- [Material supplied]:
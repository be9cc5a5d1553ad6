// Derived Metrics - Growth Rates and Ratios From Resolved Figures
//
// Computed after resolution from resolved values only. Margins and growth
// rates are fractions (0.15 is 15%); leverage and liquidity are plain ratios.

use crate::types::{MetricId, PeriodKey, PeriodSpec, Resolution};
use rust_decimal::Decimal;
use serde::Serialize;
use std::collections::{BTreeMap, HashMap};
use std::fmt;
use tracing::debug;

/// Identifier of a computed figure
#[derive(Debug, Clone, Copy, PartialEq, Eq, Hash, PartialOrd, Ord, Serialize)]
#[serde(rename_all = "SCREAMING_SNAKE_CASE")]
pub enum DerivedMetricId {
    RevenueGrowth,
    EbitdaGrowth,
    OperatingProfitGrowth,
    NetIncomeGrowth,
    GrossMargin,
    OperatingMargin,
    EbitdaMargin,
    NetMargin,
    NetDebtToEbitda,
    DebtToEquity,
    NetDebtToEquity,
    CurrentRatio,
    CashRatio,
}

impl DerivedMetricId {
    pub fn as_str(self) -> &'static str {
        match self {
            DerivedMetricId::RevenueGrowth => "REVENUE_GROWTH",
            DerivedMetricId::EbitdaGrowth => "EBITDA_GROWTH",
            DerivedMetricId::OperatingProfitGrowth => "OPERATING_PROFIT_GROWTH",
            DerivedMetricId::NetIncomeGrowth => "NET_INCOME_GROWTH",
            DerivedMetricId::GrossMargin => "GROSS_MARGIN",
            DerivedMetricId::OperatingMargin => "OPERATING_MARGIN",
            DerivedMetricId::EbitdaMargin => "EBITDA_MARGIN",
            DerivedMetricId::NetMargin => "NET_MARGIN",
            DerivedMetricId::NetDebtToEbitda => "NET_DEBT_TO_EBITDA",
            DerivedMetricId::DebtToEquity => "DEBT_TO_EQUITY",
            DerivedMetricId::NetDebtToEquity => "NET_DEBT_TO_EQUITY",
            DerivedMetricId::CurrentRatio => "CURRENT_RATIO",
            DerivedMetricId::CashRatio => "CASH_RATIO",
        }
    }
}

impl fmt::Display for DerivedMetricId {
    fn fmt(&self, f: &mut fmt::Formatter<'_>) -> fmt::Result {
        f.write_str(self.as_str())
    }
}

/// One computed figure
#[derive(Debug, Clone, PartialEq, Serialize)]
pub struct DerivedMetric {
    pub id: DerivedMetricId,
    pub period: PeriodSpec,
    pub value: Decimal,

    /// Resolved metrics the value was computed from, numerator first
    pub inputs: Vec<MetricId>,

    /// Prior period of a growth rate
    pub compared_to: Option<PeriodSpec>,
}

const GROWTH: [(DerivedMetricId, MetricId); 4] = [
    (DerivedMetricId::RevenueGrowth, MetricId::Revenue),
    (DerivedMetricId::EbitdaGrowth, MetricId::Ebitda),
    (DerivedMetricId::OperatingProfitGrowth, MetricId::OperatingProfit),
    (DerivedMetricId::NetIncomeGrowth, MetricId::NetIncome),
];

/// Same-period ratio; the first resolved numerator is used
struct RatioDefinition {
    id: DerivedMetricId,
    numerator: &'static [MetricId],
    denominator: MetricId,
}

const RATIOS: [RatioDefinition; 9] = [
    RatioDefinition {
        id: DerivedMetricId::GrossMargin,
        numerator: &[MetricId::GrossProfit],
        denominator: MetricId::Revenue,
    },
    RatioDefinition {
        id: DerivedMetricId::OperatingMargin,
        numerator: &[MetricId::OperatingProfit],
        denominator: MetricId::Revenue,
    },
    RatioDefinition {
        id: DerivedMetricId::EbitdaMargin,
        numerator: &[MetricId::Ebitda],
        denominator: MetricId::Revenue,
    },
    RatioDefinition {
        id: DerivedMetricId::NetMargin,
        numerator: &[MetricId::NetIncome],
        denominator: MetricId::Revenue,
    },
    RatioDefinition {
        id: DerivedMetricId::NetDebtToEbitda,
        numerator: &[MetricId::NetDebt, MetricId::TotalDebt],
        denominator: MetricId::Ebitda,
    },
    RatioDefinition {
        id: DerivedMetricId::DebtToEquity,
        numerator: &[MetricId::TotalDebt],
        denominator: MetricId::TotalEquity,
    },
    RatioDefinition {
        id: DerivedMetricId::NetDebtToEquity,
        numerator: &[MetricId::NetDebt],
        denominator: MetricId::TotalEquity,
    },
    RatioDefinition {
        id: DerivedMetricId::CurrentRatio,
        numerator: &[MetricId::CurrentAssets],
        denominator: MetricId::CurrentLiabilities,
    },
    RatioDefinition {
        id: DerivedMetricId::CashRatio,
        numerator: &[MetricId::Cash],
        denominator: MetricId::CurrentLiabilities,
    },
];

/// Resolved values indexed by metric and period
struct ResolvedValues<'a> {
    values: HashMap<(MetricId, PeriodKey), Decimal>,
    periods: BTreeMap<PeriodKey, &'a PeriodSpec>,
}

impl<'a> ResolvedValues<'a> {
    fn new(resolutions: &'a [Resolution]) -> Self {
        let mut values = HashMap::new();
        let mut periods = BTreeMap::new();
        for resolution in resolutions {
            let (Some(period), Some(value)) = (&resolution.period, resolution.value) else {
                continue;
            };
            values.insert((resolution.metric, period.key()), value);
            periods.entry(period.key()).or_insert(period);
        }
        Self { values, periods }
    }

    fn get(&self, metric: MetricId, key: PeriodKey) -> Option<Decimal> {
        self.values.get(&(metric, key)).copied()
    }

    /// Value of `metric` for the same kind of period one year before `key`
    fn prior(&self, metric: MetricId, key: &PeriodKey) -> Option<(Decimal, &'a PeriodSpec)> {
        self.periods
            .iter()
            .rev()
            .filter(|(k, _)| k.is_year_before(key))
            .find_map(|(k, period)| self.get(metric, *k).map(|v| (v, *period)))
    }
}

/// Change from `prior` relative to its magnitude
///
/// None when the prior value is zero or the arithmetic overflows.
pub fn growth_rate(current: Decimal, prior: Decimal) -> Option<Decimal> {
    if prior.is_zero() {
        return None;
    }
    current.checked_sub(prior)?.checked_div(prior.abs())
}

/// None on a zero denominator or overflow
pub fn checked_ratio(numerator: Decimal, denominator: Decimal) -> Option<Decimal> {
    numerator.checked_div(denominator)
}

/// Compute every growth rate and ratio the resolved figures support
///
/// Unresolved metrics, missing inputs and zero denominators produce nothing.
/// Output is ordered by period, oldest first, then by identifier.
pub fn derive_metrics(resolutions: &[Resolution]) -> Vec<DerivedMetric> {
    let resolved = ResolvedValues::new(resolutions);
    let mut derived = Vec::new();

    for (key, period) in &resolved.periods {
        for (id, metric) in GROWTH {
            let Some(current) = resolved.get(metric, *key) else {
                continue;
            };
            let Some((prior, prior_period)) = resolved.prior(metric, key) else {
                continue;
            };
            if let Some(value) = growth_rate(current, prior) {
                derived.push(DerivedMetric {
                    id,
                    period: (*period).clone(),
                    value,
                    inputs: vec![metric],
                    compared_to: Some(prior_period.clone()),
                });
            }
        }

        for ratio in &RATIOS {
            let numerator = ratio
                .numerator
                .iter()
                .find_map(|m| resolved.get(*m, *key).map(|v| (*m, v)));
            let (Some((numerator_metric, numerator)), Some(denominator)) =
                (numerator, resolved.get(ratio.denominator, *key))
            else {
                continue;
            };
            match checked_ratio(numerator, denominator) {
                Some(value) => derived.push(DerivedMetric {
                    id: ratio.id,
                    period: (*period).clone(),
                    value,
                    inputs: vec![numerator_metric, ratio.denominator],
                    compared_to: None,
                }),
                None => debug!("{} {} skipped: zero or overflowing denominator", ratio.id, period),
            }
        }
    }

    derived.sort_by_key(|d| (d.period.key(), d.id));
    debug!(
        "Derived {} metrics from {} resolutions",
        derived.len(),
        resolutions.len()
    );
    derived
}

- [Your assignment]:
Hand back the listing exactly. Include every line.

- [Response area]:
repository be9cc5a5d1553ad6
// Derived Metrics - Growth Rates and Ratios From Resolved Figures
//
// Computed after resolution from resolved values only. Margins and growth
// rates are fractions (0.15 is 15%); leverage and liquidity are plain ratios.

use crate::types::{MetricId, PeriodKey, PeriodSpec, Resolution};
use rust_decimal::Decimal;
use serde::Serialize;
use std::collections::{BTreeMap, HashMap};
use std::fmt;
use tracing::debug;

/// Identifier of a computed figure
#[derive(Debug, Clone, Copy, PartialEq, Eq, Hash, PartialOrd, Ord, Serialize)]
#[serde(rename_all = "SCREAMING_SNAKE_CASE")]
pub enum DerivedMetricId {
    RevenueGrowth,
    EbitdaGrowth,
    OperatingProfitGrowth,
    NetIncomeGrowth,
    GrossMargin,
    OperatingMargin,
    EbitdaMargin,
    NetMargin,
    NetDebtToEbitda,
    DebtToEquity,
    NetDebtToEquity,
    CurrentRatio,
    CashRatio,
}

impl DerivedMetricId {
    pub fn as_str(self) -> &'static str {
        match self {
            DerivedMetricId::RevenueGrowth => "REVENUE_GROWTH",
            DerivedMetricId::EbitdaGrowth => "EBITDA_GROWTH",
            DerivedMetricId::OperatingProfitGrowth => "OPERATING_PROFIT_GROWTH",
            DerivedMetricId::NetIncomeGrowth => "NET_INCOME_GROWTH",
            DerivedMetricId::GrossMargin => "GROSS_MARGIN",
            DerivedMetricId::OperatingMargin => "OPERATING_MARGIN",
            DerivedMetricId::EbitdaMargin => "EBITDA_MARGIN",
            DerivedMetricId::NetMargin => "NET_MARGIN",
            DerivedMetricId::NetDebtToEbitda => "NET_DEBT_TO_EBITDA",
            DerivedMetricId::DebtToEquity => "DEBT_TO_EQUITY",
            DerivedMetricId::NetDebtToEquity => "NET_DEBT_TO_EQUITY",
            DerivedMetricId::CurrentRatio => "CURRENT_RATIO",
            DerivedMetricId::CashRatio => "CASH_RATIO",
        }
    }
}

impl fmt::Display for DerivedMetricId {
    fn fmt(&self, f: &mut fmt::Formatter<'_>) -> fmt::Result {
        f.write_str(self.as_str())
    }
}

/// One computed figure
#[derive(Debug, Clone, PartialEq, Serialize)]
pub struct DerivedMetric {
    pub id: DerivedMetricId,
    pub period: PeriodSpec,
    pub value: Decimal,

    /// Resolved metrics the value was computed from, numerator first
    pub inputs: Vec<MetricId>,

    /// Prior period of a growth rate
    pub compared_to: Option<PeriodSpec>,
}

const GROWTH: [(DerivedMetricId, MetricId); 4] = [
    (DerivedMetricId::RevenueGrowth, MetricId::Revenue),
    (DerivedMetricId::EbitdaGrowth, MetricId::Ebitda),
    (DerivedMetricId::OperatingProfitGrowth, MetricId::OperatingProfit),
    (DerivedMetricId::NetIncomeGrowth, MetricId::NetIncome),
];

/// Same-period ratio; the first resolved numerator is used
struct RatioDefinition {
    id: DerivedMetricId,
    numerator: &'static [MetricId],
    denominator: MetricId,
}

const RATIOS: [RatioDefinition; 9] = [
    RatioDefinition {
        id: DerivedMetricId::GrossMargin,
        numerator: &[MetricId::GrossProfit],
        denominator: MetricId::Revenue,
    },
    RatioDefinition {
        id: DerivedMetricId::OperatingMargin,
        numerator: &[MetricId::OperatingProfit],
        denominator: MetricId::Revenue,
    },
    RatioDefinition {
        id: DerivedMetricId::EbitdaMargin,
        numerator: &[MetricId::Ebitda],
        denominator: MetricId::Revenue,
    },
    RatioDefinition {
        id: DerivedMetricId::NetMargin,
        numerator: &[MetricId::NetIncome],
        denominator: MetricId::Revenue,
    },
    RatioDefinition {
        id: DerivedMetricId::NetDebtToEbitda,
        numerator: &[MetricId::NetDebt, MetricId::TotalDebt],
        denominator: MetricId::Ebitda,
    },
    RatioDefinition {
        id: DerivedMetricId::DebtToEquity,
        numerator: &[MetricId::TotalDebt],
        denominator: MetricId::TotalEquity,
    },
    RatioDefinition {
        id: DerivedMetricId::NetDebtToEquity,
        numerator: &[MetricId::NetDebt],
        denominator: MetricId::TotalEquity,
    },
    RatioDefinition {
        id: DerivedMetricId::CurrentRatio,
        numerator: &[MetricId::CurrentAssets],
        denominator: MetricId::CurrentLiabilities,
    },
    RatioDefinition {
        id: DerivedMetricId::CashRatio,
        numerator: &[MetricId::Cash],
        denominator: MetricId::CurrentLiabilities,
    },
];

/// Resolved values indexed by metric and period
struct ResolvedValues<'a> {
    values: HashMap<(MetricId, PeriodKey), Decimal>,
    periods: BTreeMap<PeriodKey, &'a PeriodSpec>,
}

impl<'a> ResolvedValues<'a> {
    fn new(resolutions: &'a [Resolution]) -> Self {
        let mut values = HashMap::new();
        let mut periods = BTreeMap::new();
        for resolution in resolutions {
            let (Some(period), Some(value)) = (&resolution.period, resolution.value) else {
                continue;
            };
            values.insert((resolution.metric, period.key()), value);
            periods.entry(period.key()).or_insert(period);
        }
        Self { values, periods }
    }

    fn get(&self, metric: MetricId, key: PeriodKey) -> Option<Decimal> {
        self.values.get(&(metric, key)).copied()
    }

    /// Value of `metric` for the same kind of period one year before `key`
    fn prior(&self, metric: MetricId, key: &PeriodKey) -> Option<(Decimal, &'a PeriodSpec)> {
        self.periods
            .iter()
            .rev()
            .filter(|(k, _)| k.is_year_before(key))
            .find_map(|(k, period)| self.get(metric, *k).map(|v| (v, *period)))
    }
}

/// Change from `prior` relative to its magnitude
///
/// None when the prior value is zero or the arithmetic overflows.
pub fn growth_rate(current: Decimal, prior: Decimal) -> Option<Decimal> {
    if prior.is_zero() {
        return None;
    }
    current.checked_sub(prior)?.checked_div(prior.abs())
}

/// None on a zero denominator or overflow
pub fn checked_ratio(numerator: Decimal, denominator: Decimal) -> Option<Decimal> {
    numerator.checked_div(denominator)
}

/// Compute every growth rate and ratio the resolved figures support
///
/// Unresolved metrics, missing inputs and zero denominators produce nothing.
/// Output is ordered by period, oldest first, then by identifier.
pub fn derive_metrics(resolutions: &[Resolution]) -> Vec<DerivedMetric> {
    let resolved = ResolvedValues::new(resolutions);
    let mut derived = Vec::new();

    for (key, period) in &resolved.periods {
        for (id, metric) in GROWTH {
            let Some(current) = resolved.get(metric, *key) else {
                continue;
            };
            let Some((prior, prior_period)) = resolved.prior(metric, key) else {
                continue;
            };
            if let Some(value) = growth_rate(current, prior) {
                derived.push(DerivedMetric {
                    id,
                    period: (*period).clone(),
                    value,
                    inputs: vec![metric],
                    compared_to: Some(prior_period.clone()),
                });
            }
        }

        for ratio in &RATIOS {
            let numerator = ratio
                .numerator
                .iter()
                .find_map(|m| resolved.get(*m, *key).map(|v| (*m, v)));
            let (Some((numerator_metric, numerator)), Some(denominator)) =
                (numerator, resolved.get(ratio.denominator, *key))
            else {
                continue;
            };
            match checked_ratio(numerator, denominator) {
                Some(value) => derived.push(DerivedMetric {
                    id: ratio.id,
                    period: (*period).clone(),
                    value,
                    inputs: vec![numerator_metric, ratio.denominator],
                    compared_to: None,
                }),
                None => debug!("{} {} skipped: zero or overflowing denominator", ratio.id, period),
            }
        }
    }

    derived.sort_by_key(|d| (d.period.key(), d.id));
    debug!(
        "Derived {} metrics from {} resolutions",
        derived.len(),
        resolutions.len()
    );
    derived
}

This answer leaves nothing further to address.